Les biochimistes ont utilisé cet origami d'ADN pour créer des formes complexes, notamment des cubes, des visages souriants et même des cartes approximatives de la Chine et des Amériques.
Mais ce n'est que le début. L'origami d'ADN a le potentiel de fabriquer une large gamme de dispositifs à l'échelle moléculaire. Les biochimistes ont commencé à jouer avec des enzymes artificielles, des systèmes d'administration de médicaments et peut-être même des nanorobots capables d'explorer le corps.
Les physiciens ont également commencé à explorer le potentiel de la technologie. Aujourd'hui, Chao Zhou de l'Institut Max Planck pour les systèmes intelligents en Allemagne et quelques collègues examinent la façon dont l'origami ADN peut créer des métamatériaux exotiques qui manipulent la lumière d'une manière impossible avec des matériaux conventionnels. Ils montrent également comment créer des structures d'ADN qui changent de forme et qui peuvent agir comme des interrupteurs et même traverser des surfaces.
Ces dernières années, les physiciens ont commencé à étudier en détail la façon dont les photons interagissent avec la mer d'électrons dans les conducteurs métalliques. Les photons qui s'écrasent dans cet océan plasmonique créent des vagues à sa surface, comme un impact d'astéroïde dans les océans de la Terre.
Ces ondes transportent des informations qui peuvent être manipulées de diverses manières. En plus d'absorber la lumière, l'océan plasmonique peut la diffuser et y transférer des informations.
Il n'est donc pas difficile de comprendre pourquoi la plasmonique est une discipline émergente passionnante pour le traitement et la communication de l'information. Mais il en est encore à ses balbutiements en raison d'un certain nombre de défis, dont le moindre n'est pas l'échelle nanométrique à laquelle il se produit. Créer et manipuler des structures métalliques à cette échelle est difficile.

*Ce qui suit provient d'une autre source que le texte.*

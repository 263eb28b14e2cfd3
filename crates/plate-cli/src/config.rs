//! Configuration: optional TOML file merged under command-line flags.

use std::path::{Path, PathBuf};

use anyhow::{Context, Result};
use plate_core::goals::DailyGoals;
use serde::Deserialize;

use crate::source::Source;

/// Creator label that marks the current user's own meals.
pub const DEFAULT_ME: &str = "You";

// ─── Config file ──────────────────────────────────────────────────────────────

/// Shape of the optional TOML config file.
#[derive(Debug, Deserialize, Default)]
#[serde(deny_unknown_fields)]
pub struct ConfigFile {
  pub catalog: Option<PathBuf>,
  pub log:     Option<PathBuf>,
  pub history: Option<PathBuf>,
  pub me:      Option<String>,
  #[serde(default)]
  pub goals:   GoalsSection,
}

/// `[goals]` table; missing keys keep the built-in goal.
#[derive(Debug, Deserialize, Default)]
#[serde(deny_unknown_fields)]
pub struct GoalsSection {
  pub energy_kcal:    Option<f64>,
  pub protein_g:      Option<f64>,
  pub carbohydrate_g: Option<f64>,
  /// Fat is left untracked unless this is set.
  pub fat_g:          Option<f64>,
}

impl GoalsSection {
  fn resolve(&self) -> DailyGoals {
    let base = DailyGoals::default();
    DailyGoals {
      energy_kcal:    self.energy_kcal.unwrap_or(base.energy_kcal),
      protein_g:      self.protein_g.unwrap_or(base.protein_g),
      carbohydrate_g: self.carbohydrate_g.unwrap_or(base.carbohydrate_g),
      fat_g:          self.fat_g.or(base.fat_g),
    }
  }
}

impl ConfigFile {
  pub fn load(path: &Path) -> Result<Self> {
    let raw = std::fs::read_to_string(path)
      .with_context(|| format!("reading config file {}", path.display()))?;
    Self::parse(&raw)
      .with_context(|| format!("parsing config file {}", path.display()))
  }

  pub fn parse(raw: &str) -> Result<Self> { Ok(toml::from_str(raw)?) }
}

// ─── Resolved settings ────────────────────────────────────────────────────────

/// Values given on the command line (or through their environment
/// variables); each one overrides the config file.
#[derive(Debug, Default, Clone)]
pub struct Overrides {
  pub catalog: Option<PathBuf>,
  pub log:     Option<PathBuf>,
  pub history: Option<PathBuf>,
  pub me:      Option<String>,
}

/// Fully-resolved settings for one invocation.
#[derive(Debug, Clone)]
pub struct Settings {
  pub catalog: Source,
  pub log:     Source,
  pub history: Source,
  pub me:      String,
  pub goals:   DailyGoals,
}

impl Settings {
  /// Flags override the config file, which overrides the bundled defaults.
  pub fn resolve(overrides: Overrides, file: ConfigFile) -> Self {
    let pick = |flag: Option<PathBuf>, cfg: Option<PathBuf>, bundled: Source| {
      flag.or(cfg).map(Source::File).unwrap_or(bundled)
    };

    Self {
      catalog: pick(overrides.catalog, file.catalog, Source::bundled_catalog()),
      log:     pick(overrides.log, file.log, Source::bundled_log()),
      history: pick(overrides.history, file.history, Source::bundled_week()),
      me:      overrides
        .me
        .or(file.me)
        .unwrap_or_else(|| DEFAULT_ME.to_string()),
      goals:   file.goals.resolve(),
    }
  }
}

C'est là que l'origami ADN entre en jeu. L'idée est d'attacher des nanoparticules métalliques ou des nanotiges à un brin d'ADN, puis de l'assembler en une forme spécifique qui ancre les nanoparticules en place.
Divers groupes, dont Zhou and co, l'ont fait en utilisant des nanoparticules d'or et des nanotiges fixées à des tubes d'ADN pour créer des structures hélicoïdales. Ils roulent ensuite ces tubes en anneaux.
Parce que les hélices peuvent être droites ou gauches, elles interagissent avec la lumière polarisée circulairement de différentes manières. Et cela fournit un moyen de les interroger de manière sélective.
Ces anneaux ont des propriétés optiques très spécifiques, comme la capacité d'interagir avec la lumière polarisée dans une direction ou une autre. De plus, de petits changements dans leur forme peuvent modifier considérablement ces propriétés, car ils rapprochent ou éloignent les nanoparticules.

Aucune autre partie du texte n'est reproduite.